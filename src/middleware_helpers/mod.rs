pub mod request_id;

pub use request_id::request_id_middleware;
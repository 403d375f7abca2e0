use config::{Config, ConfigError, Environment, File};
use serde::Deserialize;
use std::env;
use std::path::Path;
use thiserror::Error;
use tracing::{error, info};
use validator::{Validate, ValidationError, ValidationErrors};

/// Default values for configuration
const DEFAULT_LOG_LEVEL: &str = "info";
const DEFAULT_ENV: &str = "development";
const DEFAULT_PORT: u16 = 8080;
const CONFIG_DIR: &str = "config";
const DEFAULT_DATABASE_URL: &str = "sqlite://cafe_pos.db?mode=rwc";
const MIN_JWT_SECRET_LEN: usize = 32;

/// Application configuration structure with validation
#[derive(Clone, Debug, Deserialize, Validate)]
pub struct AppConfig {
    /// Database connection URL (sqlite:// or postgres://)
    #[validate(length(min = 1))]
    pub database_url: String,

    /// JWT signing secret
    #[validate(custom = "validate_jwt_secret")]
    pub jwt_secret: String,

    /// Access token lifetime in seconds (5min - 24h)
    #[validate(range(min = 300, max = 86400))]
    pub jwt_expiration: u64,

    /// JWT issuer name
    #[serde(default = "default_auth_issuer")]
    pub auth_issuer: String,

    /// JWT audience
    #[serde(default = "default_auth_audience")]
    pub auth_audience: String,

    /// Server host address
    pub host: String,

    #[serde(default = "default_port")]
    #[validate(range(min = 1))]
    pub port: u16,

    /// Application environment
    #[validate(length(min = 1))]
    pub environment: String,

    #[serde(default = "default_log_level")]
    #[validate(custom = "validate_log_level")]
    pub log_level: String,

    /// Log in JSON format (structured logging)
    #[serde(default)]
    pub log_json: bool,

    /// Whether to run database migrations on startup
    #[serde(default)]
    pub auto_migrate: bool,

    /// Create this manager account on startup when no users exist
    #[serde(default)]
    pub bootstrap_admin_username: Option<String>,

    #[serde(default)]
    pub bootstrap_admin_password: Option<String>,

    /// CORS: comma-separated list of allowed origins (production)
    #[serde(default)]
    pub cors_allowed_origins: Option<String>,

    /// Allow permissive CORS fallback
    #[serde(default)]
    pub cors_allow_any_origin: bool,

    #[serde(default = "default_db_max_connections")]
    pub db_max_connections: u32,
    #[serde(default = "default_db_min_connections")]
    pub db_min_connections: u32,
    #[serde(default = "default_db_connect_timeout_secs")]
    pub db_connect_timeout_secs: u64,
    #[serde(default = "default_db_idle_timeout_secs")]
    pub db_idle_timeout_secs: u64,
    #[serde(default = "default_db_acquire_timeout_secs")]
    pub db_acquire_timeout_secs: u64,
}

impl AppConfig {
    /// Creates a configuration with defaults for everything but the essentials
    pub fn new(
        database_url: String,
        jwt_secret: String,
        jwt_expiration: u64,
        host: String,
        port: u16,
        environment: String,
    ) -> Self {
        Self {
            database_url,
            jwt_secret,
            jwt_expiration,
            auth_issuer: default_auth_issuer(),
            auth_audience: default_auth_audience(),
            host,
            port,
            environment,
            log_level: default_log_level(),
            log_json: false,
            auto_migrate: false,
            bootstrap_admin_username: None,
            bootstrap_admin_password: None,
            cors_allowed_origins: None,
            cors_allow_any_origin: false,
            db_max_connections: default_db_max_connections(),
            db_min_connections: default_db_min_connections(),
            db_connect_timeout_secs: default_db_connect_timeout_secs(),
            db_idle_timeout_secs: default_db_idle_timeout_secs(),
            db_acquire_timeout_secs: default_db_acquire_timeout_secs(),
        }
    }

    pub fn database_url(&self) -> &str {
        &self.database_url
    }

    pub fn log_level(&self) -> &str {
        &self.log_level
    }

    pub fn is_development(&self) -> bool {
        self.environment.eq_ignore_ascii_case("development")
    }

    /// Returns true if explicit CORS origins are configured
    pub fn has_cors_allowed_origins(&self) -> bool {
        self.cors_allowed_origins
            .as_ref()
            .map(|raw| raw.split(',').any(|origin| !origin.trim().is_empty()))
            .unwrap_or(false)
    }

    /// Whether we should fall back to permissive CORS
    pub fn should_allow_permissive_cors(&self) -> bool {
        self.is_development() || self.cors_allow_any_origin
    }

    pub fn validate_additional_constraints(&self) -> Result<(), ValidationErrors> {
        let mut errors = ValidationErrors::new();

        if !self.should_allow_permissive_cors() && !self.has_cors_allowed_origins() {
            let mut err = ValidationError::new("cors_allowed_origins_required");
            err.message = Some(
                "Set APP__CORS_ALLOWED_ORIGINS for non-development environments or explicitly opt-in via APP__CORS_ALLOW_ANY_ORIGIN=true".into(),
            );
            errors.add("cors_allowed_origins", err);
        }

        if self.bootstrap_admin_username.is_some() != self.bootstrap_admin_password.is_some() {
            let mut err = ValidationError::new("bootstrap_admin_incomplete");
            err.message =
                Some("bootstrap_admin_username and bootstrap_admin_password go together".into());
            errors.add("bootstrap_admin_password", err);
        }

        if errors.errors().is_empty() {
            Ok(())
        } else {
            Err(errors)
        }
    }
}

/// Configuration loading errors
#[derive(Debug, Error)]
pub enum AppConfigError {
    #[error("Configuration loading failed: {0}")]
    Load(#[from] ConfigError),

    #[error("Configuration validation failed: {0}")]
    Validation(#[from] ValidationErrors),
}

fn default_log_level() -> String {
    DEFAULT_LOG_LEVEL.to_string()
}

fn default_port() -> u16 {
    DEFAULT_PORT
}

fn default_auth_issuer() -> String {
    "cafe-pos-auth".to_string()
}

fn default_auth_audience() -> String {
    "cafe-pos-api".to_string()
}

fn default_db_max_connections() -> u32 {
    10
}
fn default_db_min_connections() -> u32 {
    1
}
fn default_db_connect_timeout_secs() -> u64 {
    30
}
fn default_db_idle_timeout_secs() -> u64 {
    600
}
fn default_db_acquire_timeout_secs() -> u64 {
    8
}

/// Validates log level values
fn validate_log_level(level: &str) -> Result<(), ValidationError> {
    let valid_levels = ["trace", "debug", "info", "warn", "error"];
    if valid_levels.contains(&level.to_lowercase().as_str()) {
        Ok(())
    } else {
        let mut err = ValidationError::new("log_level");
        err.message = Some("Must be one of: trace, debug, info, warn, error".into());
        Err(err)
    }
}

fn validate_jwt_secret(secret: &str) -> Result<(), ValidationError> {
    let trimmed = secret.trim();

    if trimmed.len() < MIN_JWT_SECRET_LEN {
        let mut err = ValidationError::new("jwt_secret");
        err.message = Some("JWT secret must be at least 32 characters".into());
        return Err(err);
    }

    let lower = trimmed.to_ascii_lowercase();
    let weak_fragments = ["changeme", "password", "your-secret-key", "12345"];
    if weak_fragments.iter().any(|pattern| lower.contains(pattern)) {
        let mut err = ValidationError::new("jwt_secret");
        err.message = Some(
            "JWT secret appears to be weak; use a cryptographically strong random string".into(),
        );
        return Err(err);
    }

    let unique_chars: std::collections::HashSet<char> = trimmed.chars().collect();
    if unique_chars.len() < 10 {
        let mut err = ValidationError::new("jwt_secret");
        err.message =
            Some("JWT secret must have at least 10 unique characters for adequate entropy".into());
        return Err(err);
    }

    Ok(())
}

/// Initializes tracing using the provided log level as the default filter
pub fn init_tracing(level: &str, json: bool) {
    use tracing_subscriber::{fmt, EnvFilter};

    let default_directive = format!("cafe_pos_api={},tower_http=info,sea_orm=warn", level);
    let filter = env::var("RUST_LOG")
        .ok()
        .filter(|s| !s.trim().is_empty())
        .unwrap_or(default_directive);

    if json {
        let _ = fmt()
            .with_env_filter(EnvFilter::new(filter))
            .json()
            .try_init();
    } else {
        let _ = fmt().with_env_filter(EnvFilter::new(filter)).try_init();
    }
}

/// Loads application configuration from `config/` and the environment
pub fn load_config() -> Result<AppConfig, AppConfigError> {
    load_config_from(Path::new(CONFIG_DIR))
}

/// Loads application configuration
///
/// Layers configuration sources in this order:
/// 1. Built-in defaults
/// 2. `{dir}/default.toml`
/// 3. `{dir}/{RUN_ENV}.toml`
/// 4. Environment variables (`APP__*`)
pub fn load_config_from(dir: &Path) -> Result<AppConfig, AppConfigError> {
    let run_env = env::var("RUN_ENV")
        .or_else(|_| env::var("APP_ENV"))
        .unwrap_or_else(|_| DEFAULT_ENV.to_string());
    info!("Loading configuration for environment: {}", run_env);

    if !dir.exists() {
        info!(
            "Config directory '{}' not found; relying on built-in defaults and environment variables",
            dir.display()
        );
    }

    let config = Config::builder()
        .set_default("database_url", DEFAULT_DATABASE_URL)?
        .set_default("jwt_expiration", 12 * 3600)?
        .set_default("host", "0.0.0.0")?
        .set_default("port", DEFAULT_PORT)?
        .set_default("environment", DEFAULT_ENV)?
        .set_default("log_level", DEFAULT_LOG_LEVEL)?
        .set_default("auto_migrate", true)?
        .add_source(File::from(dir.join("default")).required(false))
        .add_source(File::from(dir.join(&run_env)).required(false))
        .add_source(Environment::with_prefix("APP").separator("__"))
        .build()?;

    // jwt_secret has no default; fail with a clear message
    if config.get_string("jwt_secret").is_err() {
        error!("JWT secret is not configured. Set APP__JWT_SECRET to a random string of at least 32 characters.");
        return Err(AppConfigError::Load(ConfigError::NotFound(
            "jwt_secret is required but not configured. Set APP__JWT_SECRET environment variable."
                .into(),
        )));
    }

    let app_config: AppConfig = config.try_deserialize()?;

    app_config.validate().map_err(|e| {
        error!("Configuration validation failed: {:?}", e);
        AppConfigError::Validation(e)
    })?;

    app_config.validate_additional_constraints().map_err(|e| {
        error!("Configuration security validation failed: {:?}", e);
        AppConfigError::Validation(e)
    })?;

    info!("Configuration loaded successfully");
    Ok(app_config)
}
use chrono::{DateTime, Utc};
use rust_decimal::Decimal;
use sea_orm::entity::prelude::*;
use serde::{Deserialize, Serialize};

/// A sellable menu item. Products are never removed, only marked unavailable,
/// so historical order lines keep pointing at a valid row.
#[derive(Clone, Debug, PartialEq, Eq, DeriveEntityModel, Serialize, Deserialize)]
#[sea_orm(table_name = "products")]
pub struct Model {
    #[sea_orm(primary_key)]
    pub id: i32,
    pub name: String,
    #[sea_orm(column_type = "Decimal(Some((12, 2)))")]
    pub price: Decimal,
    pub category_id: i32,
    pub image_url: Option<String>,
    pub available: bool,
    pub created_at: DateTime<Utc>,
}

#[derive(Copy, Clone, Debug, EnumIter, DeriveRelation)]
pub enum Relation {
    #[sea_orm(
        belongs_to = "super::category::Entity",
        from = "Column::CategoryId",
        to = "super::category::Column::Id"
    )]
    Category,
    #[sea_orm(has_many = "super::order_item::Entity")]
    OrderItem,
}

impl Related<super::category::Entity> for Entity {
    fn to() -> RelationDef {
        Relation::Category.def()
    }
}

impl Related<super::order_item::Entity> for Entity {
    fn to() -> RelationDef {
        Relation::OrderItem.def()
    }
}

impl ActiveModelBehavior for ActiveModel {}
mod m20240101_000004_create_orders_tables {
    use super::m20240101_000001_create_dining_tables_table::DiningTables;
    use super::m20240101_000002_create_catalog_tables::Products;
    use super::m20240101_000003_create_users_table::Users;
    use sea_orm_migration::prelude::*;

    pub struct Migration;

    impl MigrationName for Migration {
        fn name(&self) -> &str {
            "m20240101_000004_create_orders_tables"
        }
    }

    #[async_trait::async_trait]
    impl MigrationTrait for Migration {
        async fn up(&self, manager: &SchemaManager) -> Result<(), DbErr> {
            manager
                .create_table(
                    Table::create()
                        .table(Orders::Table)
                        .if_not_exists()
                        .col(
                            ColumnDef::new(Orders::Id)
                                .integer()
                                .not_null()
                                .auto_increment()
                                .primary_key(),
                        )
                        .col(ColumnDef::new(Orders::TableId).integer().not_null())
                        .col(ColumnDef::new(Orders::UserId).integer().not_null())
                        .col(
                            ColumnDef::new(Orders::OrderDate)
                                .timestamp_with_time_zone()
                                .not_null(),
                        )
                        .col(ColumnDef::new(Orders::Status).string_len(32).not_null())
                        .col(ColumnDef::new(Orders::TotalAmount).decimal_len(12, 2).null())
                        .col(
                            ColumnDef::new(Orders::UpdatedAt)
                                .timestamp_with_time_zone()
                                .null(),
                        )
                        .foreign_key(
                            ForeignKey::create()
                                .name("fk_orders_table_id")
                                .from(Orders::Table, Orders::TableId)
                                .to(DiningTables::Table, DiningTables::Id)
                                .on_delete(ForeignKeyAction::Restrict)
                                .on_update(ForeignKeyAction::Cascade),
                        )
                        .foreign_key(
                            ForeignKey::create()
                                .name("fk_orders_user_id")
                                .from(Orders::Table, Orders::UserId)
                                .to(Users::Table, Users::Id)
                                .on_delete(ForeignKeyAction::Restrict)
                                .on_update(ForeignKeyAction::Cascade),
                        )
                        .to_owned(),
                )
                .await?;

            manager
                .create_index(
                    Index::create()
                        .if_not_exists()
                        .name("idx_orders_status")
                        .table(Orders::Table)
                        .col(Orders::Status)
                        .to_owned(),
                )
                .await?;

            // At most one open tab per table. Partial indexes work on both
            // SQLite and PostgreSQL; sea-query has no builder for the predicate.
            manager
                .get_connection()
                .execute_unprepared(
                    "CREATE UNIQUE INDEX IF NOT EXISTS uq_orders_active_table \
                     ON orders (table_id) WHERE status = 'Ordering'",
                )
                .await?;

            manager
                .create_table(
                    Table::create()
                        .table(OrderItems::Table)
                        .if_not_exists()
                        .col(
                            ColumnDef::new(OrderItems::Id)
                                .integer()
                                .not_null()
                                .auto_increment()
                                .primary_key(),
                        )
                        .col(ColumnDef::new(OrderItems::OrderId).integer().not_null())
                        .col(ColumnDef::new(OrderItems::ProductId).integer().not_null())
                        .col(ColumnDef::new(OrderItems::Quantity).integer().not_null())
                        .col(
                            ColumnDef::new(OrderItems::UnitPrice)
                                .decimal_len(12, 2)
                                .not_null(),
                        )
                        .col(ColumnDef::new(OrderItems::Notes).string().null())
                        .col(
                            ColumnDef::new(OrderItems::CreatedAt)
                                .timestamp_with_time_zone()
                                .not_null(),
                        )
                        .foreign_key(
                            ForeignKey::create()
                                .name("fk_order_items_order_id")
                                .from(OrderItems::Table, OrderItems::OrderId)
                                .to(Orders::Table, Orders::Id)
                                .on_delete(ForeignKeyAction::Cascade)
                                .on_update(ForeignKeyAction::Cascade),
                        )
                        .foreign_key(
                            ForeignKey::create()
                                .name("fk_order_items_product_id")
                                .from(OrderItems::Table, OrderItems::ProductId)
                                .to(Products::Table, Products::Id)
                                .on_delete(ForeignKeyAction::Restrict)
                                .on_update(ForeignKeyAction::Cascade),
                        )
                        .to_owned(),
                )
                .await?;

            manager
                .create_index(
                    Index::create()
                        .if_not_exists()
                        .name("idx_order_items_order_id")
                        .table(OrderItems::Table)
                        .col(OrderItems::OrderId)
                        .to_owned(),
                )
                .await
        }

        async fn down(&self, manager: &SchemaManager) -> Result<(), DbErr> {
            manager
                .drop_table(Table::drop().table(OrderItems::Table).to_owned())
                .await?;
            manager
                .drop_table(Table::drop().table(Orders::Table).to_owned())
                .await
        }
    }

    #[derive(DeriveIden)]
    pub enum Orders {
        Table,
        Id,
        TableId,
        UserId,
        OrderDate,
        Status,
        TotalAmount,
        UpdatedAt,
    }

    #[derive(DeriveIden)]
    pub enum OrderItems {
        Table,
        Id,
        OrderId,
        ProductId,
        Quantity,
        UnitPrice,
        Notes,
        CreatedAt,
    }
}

───

Look above and return each line of the records exactly, from the very first through the line with "const CONFIG_DIR: &str", both included.

filename src/middleware_helpers/mod.rs
pub mod request_id;

pub use request_id::request_id_middleware;
repository 403d375f7abca2e0
use config::{Config, ConfigError, Environment, File};
use serde::Deserialize;
use std::env;
use std::path::Path;
use thiserror::Error;
use tracing::{error, info};
use validator::{Validate, ValidationError, ValidationErrors};

/// Default values for configuration
const DEFAULT_LOG_LEVEL: &str = "info";
const DEFAULT_ENV: &str = "development";
const DEFAULT_PORT: u16 = 8080;
const CONFIG_DIR: &str = "config";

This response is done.